In addition, 252 participants completed the ART during the Frankfurt book fair in 2016, which is a large consumer show that is visited by school classes, families, and senior citizens. Participants were asked to test their knowledge by completing a literary quiz. Subjects were eligible to participate in a lottery of ten book vouchers (10€ each). They were informed that they were taking part in a scientific study and that their responses to the literary quiz and their demographic information would be used for analyses. Participants were asked to mark author names that they recognized, and informed that guessing was easily detectable due to the inclusion of made-up author names. Twenty-one participants (8.3%) were excluded because they did not indicate their age or were not yet adolescents. Among the 231 participants (164 female) included in the final sample, age ranged between 13 and 77 years (Mage = 33.6 years, SDage = 15.8 years). The sample included 43 adolescents (13 to 17 years old, Mage = 15.6 years, SDage = 1.3 years), 92 young adults (18 to 35 years old, Mage = 24.2 years, SDage = 4.9 years), 59 middle-aged adults (37 to 50 years old, Mage = 45.3 years, SDage = 3.9 years), and 37 older adults (51 to 77 years old, Mage = 58.1 years, SDage = 7.1 years).

Average ART scores were not affected by administration context (see Appendix 1). The data from the psycholinguistic studies and the book fair were therefore pooled for all analyses, resulting in a sample size of 339 participants. Overall, participant age ranged from 13 to 77 years (68% female). Table 1 summarizes age and gender characteristics of the sample.

Table 1 Corrected hit rates for groups in the Author Recognition Test (ART)

Author Recognition Test

Each of the two parallel test forms of the German ART consists of 50 author items and 25 foil items (see Appendix 1 for test description and equivalence tests between test forms). Appendix 2 summarizes three properties of the author items, which are described in the following (see Appendix 3 for information on foil items).

Mean publication year

We added the publication year of the first and the last work of an author as shown by the Catalogue of the German National Library and divided the result by two. Mean publication years ranged from 1792 to 2013 (M = 1990, SD = 35).

Literary level

The ART includes 37 popular literature authors (49.3%; e.g. thriller, crime, history, fantasy, romance, entertainment) and 38 highbrow authors (50.7%) as determined in a rating procedure. The first and third author of this study independently rated each author as predominantly highbrow or popular literature author. We calculated the interrater reliability and found a high agreement (97.3%; Cohen’s κ = .95). Discrepancies were resolved by discussion.

Circulation frequency

We calculated how often the works of each author were borrowed from the largest German public library system between the years 2001 and 2015 (M. Seitenbecher on behalf of the Berlin public library, personal communication, December 6, 2015). The circulation frequency varied considerably (M = 1884, SD = 2054; range 79–12,697).

Statistical analyses

We adopted an explanatory item response analysis approach (De Boeck & Wilson, 2004).
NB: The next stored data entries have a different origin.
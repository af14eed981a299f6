//! Shared append-only JSON-lines logs

use chrono::{DateTime, NaiveDate, Utc};
use fs2::FileExt;
use rand::Rng;
use serde::de::DeserializeOwned;
use serde::{Deserialize, Serialize};
use std::collections::HashMap;
use std::fs::{self, File, OpenOptions};
use std::io::{ErrorKind, Write};
use std::path::{Path, PathBuf};
use std::time::{Duration, Instant};
use tracing::{debug, info, warn};

use super::record::TelemetryRecord;
use crate::error::{Error, Result};
use crate::storage::{atomic_write, ensure_parent};

/// Default wait for the sidecar lock before an append gives up
pub const DEFAULT_LOCK_TIMEOUT: Duration = Duration::from_secs(30);

/// Exclusive hold on a log's sidecar lock. The sidecar file is never deleted.
struct SidecarGuard {
    file: File,
}

impl Drop for SidecarGuard {
    fn drop(&mut self) {
        let _ = FileExt::unlock(&self.file);
    }
}

fn sidecar_path(log_path: &Path) -> PathBuf {
    log_path.with_extension("lock")
}

/// Wait for the sidecar lock, polling with jitter until `timeout`
fn lock_sidecar(log_path: &Path, timeout: Duration) -> Result<SidecarGuard> {
    let path = sidecar_path(log_path);
    ensure_parent(&path)?;
    let file = OpenOptions::new()
        .read(true)
        .write(true)
        .create(true)
        .truncate(false)
        .open(&path)
        .map_err(|e| Error::lock(&path, format!("open failed: {}", e)))?;

    let start = Instant::now();
    loop {
        match file.try_lock_exclusive() {
            Ok(()) => return Ok(SidecarGuard { file }),
            Err(e)
                if e.kind() == ErrorKind::WouldBlock
                    || e.raw_os_error() == fs2::lock_contended_error().raw_os_error() =>
            {
                if start.elapsed() >= timeout {
                    return Err(Error::lock(
                        &path,
                        format!("still held after {:?}", timeout),
                    ));
                }
                let pause = rand::thread_rng().gen_range(10..50);
                std::thread::sleep(Duration::from_millis(pause));
            }
            Err(e) => return Err(Error::lock(&path, format!("lock failed: {}", e))),
        }
    }
}

/// Append one JSON line to `path`. The caller holds the sidecar lock.
fn write_line<T: Serialize>(path: &Path, value: &T) -> Result<()> {
    let mut line = serde_json::to_vec(value)?;
    line.push(b'\n');

    let mut file = OpenOptions::new().append(true).create(true).open(path)?;
    file.write_all(&line)?;
    file.sync_data()?;
    Ok(())
}

/// Append one JSON line to `log_path` while holding its sidecar lock
pub(crate) fn append_line<T: Serialize>(log_path: &Path, value: &T, timeout: Duration) -> Result<()> {
    let _guard = lock_sidecar(log_path, timeout)?;
    write_line(log_path, value)
}

/// Run a blocking append on the blocking pool so lock waits do not stall the runtime
pub(crate) async fn spawn_append<F>(append: F) -> Result<()>
where
    F: FnOnce() -> Result<()> + Send + 'static,
{
    tokio::task::spawn_blocking(append)
        .await
        .map_err(|e| Error::internal(format!("append task failed: {}", e)))?
}

/// Remote requests made for one record, kept apart from the telemetry log so
/// that dedupe never lowers the daily count
#[derive(Debug, Clone, Serialize, Deserialize)]
struct UsageEntry {
    timestamp: DateTime<Utc>,
    worker_index: usize,
    attempts: u32,
}

/// Parse every intact line of a JSON-lines file. Unparseable lines are skipped.
pub(crate) fn read_lines<T: DeserializeOwned>(log_path: &Path) -> Result<Vec<T>> {
    let raw = match fs::read_to_string(log_path) {
        Ok(raw) => raw,
        Err(e) if e.kind() == ErrorKind::NotFound => return Ok(Vec::new()),
        Err(e) => return Err(e.into()),
    };

    let mut entries = Vec::new();
    for (number, line) in raw.lines().enumerate() {
        if line.trim().is_empty() {
            continue;
        }
        match serde_json::from_str(line) {
            Ok(entry) => entries.push(entry),
            Err(e) => warn!("{}:{}: skipping invalid line: {}", log_path.display(), number + 1, e),
        }
    }
    Ok(entries)
}

/// Counts from a dedupe pass
#[derive(Debug, Clone, PartialEq, Eq, Serialize)]
pub struct DedupeReport {
    pub original: usize,
    pub unique: usize,
    pub removed: usize,
    /// Copy of the log taken before rewriting, if it was rewritten
    pub backup: Option<PathBuf>,
}

/// Append-only telemetry log shared by every worker.
///
/// Appends are serialized through a sidecar lock so a record is either fully
/// present or absent. History is kept until [`TelemetryLog::dedupe`] runs.
/// Request counts for quota checks go to a separate usage file next to the
/// log, which dedupe leaves alone.
#[derive(Debug, Clone)]
pub struct TelemetryLog {
    path: PathBuf,
    lock_timeout: Duration,
}

impl TelemetryLog {
    pub fn new(path: impl Into<PathBuf>) -> Self {
        Self {
            path: path.into(),
            lock_timeout: DEFAULT_LOCK_TIMEOUT,
        }
    }

    pub fn with_lock_timeout(mut self, lock_timeout: Duration) -> Self {
        self.lock_timeout = lock_timeout;
        self
    }

    pub fn path(&self) -> &Path {
        &self.path
    }

    /// Usage file holding per-record request counts
    pub fn usage_path(&self) -> PathBuf {
        let stem = self
            .path
            .file_stem()
            .map(|s| s.to_string_lossy().to_string())
            .unwrap_or_else(|| "telemetry".to_string());
        self.path.with_file_name(format!("{}_usage.jsonl", stem))
    }

    pub fn append(&self, record: &TelemetryRecord) -> Result<()> {
        let _guard = lock_sidecar(&self.path, self.lock_timeout)?;
        write_line(&self.path, record)?;
        if record.attempts > 0 {
            let usage = UsageEntry {
                timestamp: record.timestamp,
                worker_index: record.worker_index,
                attempts: record.attempts,
            };
            write_line(&self.usage_path(), &usage)?;
        }
        debug!(
            "Logged {}/{} (success: {})",
            record.group_key, record.filename, record.success
        );
        Ok(())
    }

    /// [`TelemetryLog::append`] on the blocking pool
    pub async fn append_async(&self, record: TelemetryRecord) -> Result<()> {
        let log = self.clone();
        spawn_append(move || log.append(&record)).await
    }

    /// Every record in the log, in append order
    pub fn load(&self) -> Result<Vec<TelemetryRecord>> {
        read_lines(&self.path)
    }

    /// Remote requests a worker made on `day` (UTC), read from the usage file
    pub fn attempts_on(&self, worker_index: usize, day: NaiveDate) -> Result<u64> {
        Ok(read_lines::<UsageEntry>(&self.usage_path())?
            .iter()
            .filter(|u| u.worker_index == worker_index && u.timestamp.date_naive() == day)
            .map(|u| u64::from(u.attempts))
            .sum())
    }

    /// Keep only the latest record per `(filename, group_key)`.
    ///
    /// When anything is removed, the current log is first copied to a
    /// timestamped backup and then replaced atomically with the unique
    /// records sorted by timestamp.
    pub fn dedupe(&self) -> Result<DedupeReport> {
        let _guard = lock_sidecar(&self.path, self.lock_timeout)?;

        let records = self.load()?;
        let unique = latest_per_key(&records);
        let removed = records.len() - unique.len();
        let mut report = DedupeReport {
            original: records.len(),
            unique: unique.len(),
            removed,
            backup: None,
        };

        if removed == 0 {
            info!("No duplicate telemetry records in {}", self.path.display());
            return Ok(report);
        }

        let backup = self.backup_path();
        fs::copy(&self.path, &backup)?;

        let mut body = Vec::new();
        for record in &unique {
            serde_json::to_writer(&mut body, record)?;
            body.push(b'\n');
        }
        atomic_write(&self.path, &body)?;

        info!(
            "Removed {} duplicate telemetry records ({} -> {}), backup at {}",
            removed,
            records.len(),
            unique.len(),
            backup.display()
        );
        report.backup = Some(backup);
        Ok(report)
    }

    fn backup_path(&self) -> PathBuf {
        let stem = self
            .path
            .file_stem()
            .map(|s| s.to_string_lossy().to_string())
            .unwrap_or_else(|| "telemetry".to_string());
        let stamp = Utc::now().format("%Y%m%d_%H%M%S%.3f");
        self.path
            .with_file_name(format!("{}_backup_{}.jsonl", stem, stamp))
    }
}

/// Latest record per dedupe key, sorted by timestamp. Ties keep the earlier line.
pub fn latest_per_key(records: &[TelemetryRecord]) -> Vec<TelemetryRecord> {
    let mut latest: HashMap<(String, String), &TelemetryRecord> = HashMap::new();
    for record in records {
        latest
            .entry(record.dedupe_key())
            .and_modify(|kept| {
                if record.timestamp > kept.timestamp {
                    *kept = record;
                }
            })
            .or_insert(record);
    }

    let mut unique: Vec<TelemetryRecord> = latest.into_values().cloned().collect();
    unique.sort_by(|a, b| {
        a.timestamp
            .cmp(&b.timestamp)
            .then_with(|| a.dedupe_key().cmp(&b.dedupe_key()))
    });
    unique
}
We analyzed participants’ item responses as a function of age and author variables by using generalized linear mixed-effects models with a binomial distribution (lme4 package by Bates, Maechler, Bolker, & Walker, 2015; De Boeck et al., 2011). To reduce nonessential multicollinearity, we centered each continuous predictor variable. Log-transformed circulation frequency data were used in the analyses. To investigate linear and non-linear relations between age and print exposure, we included linear and quadratic effects of age in the model (Cohen, Cohen, West, & Aiken, 2003). As a measure of model fit, we calculated the variance explained by fixed effects (marginal R2) and the variance explained by fixed and random effects (conditional R2; Nakagawa, Johnson, & Schielzeth, 2017).

Results

Descriptive statistics

On average, participants recognized 24.36 authors (SD = 11.96; range 0–50). We calculated a corrected hit rate by subtracting the proportion of selected foils from the proportion of selected authors (see Table 1). Appendix 2 summarizes the hit rate for each author. The mean number of selected foils was 0.45 (SD = 1.14; range 0–12). Appendix 3 summarizes the false alarm rate of each foil item.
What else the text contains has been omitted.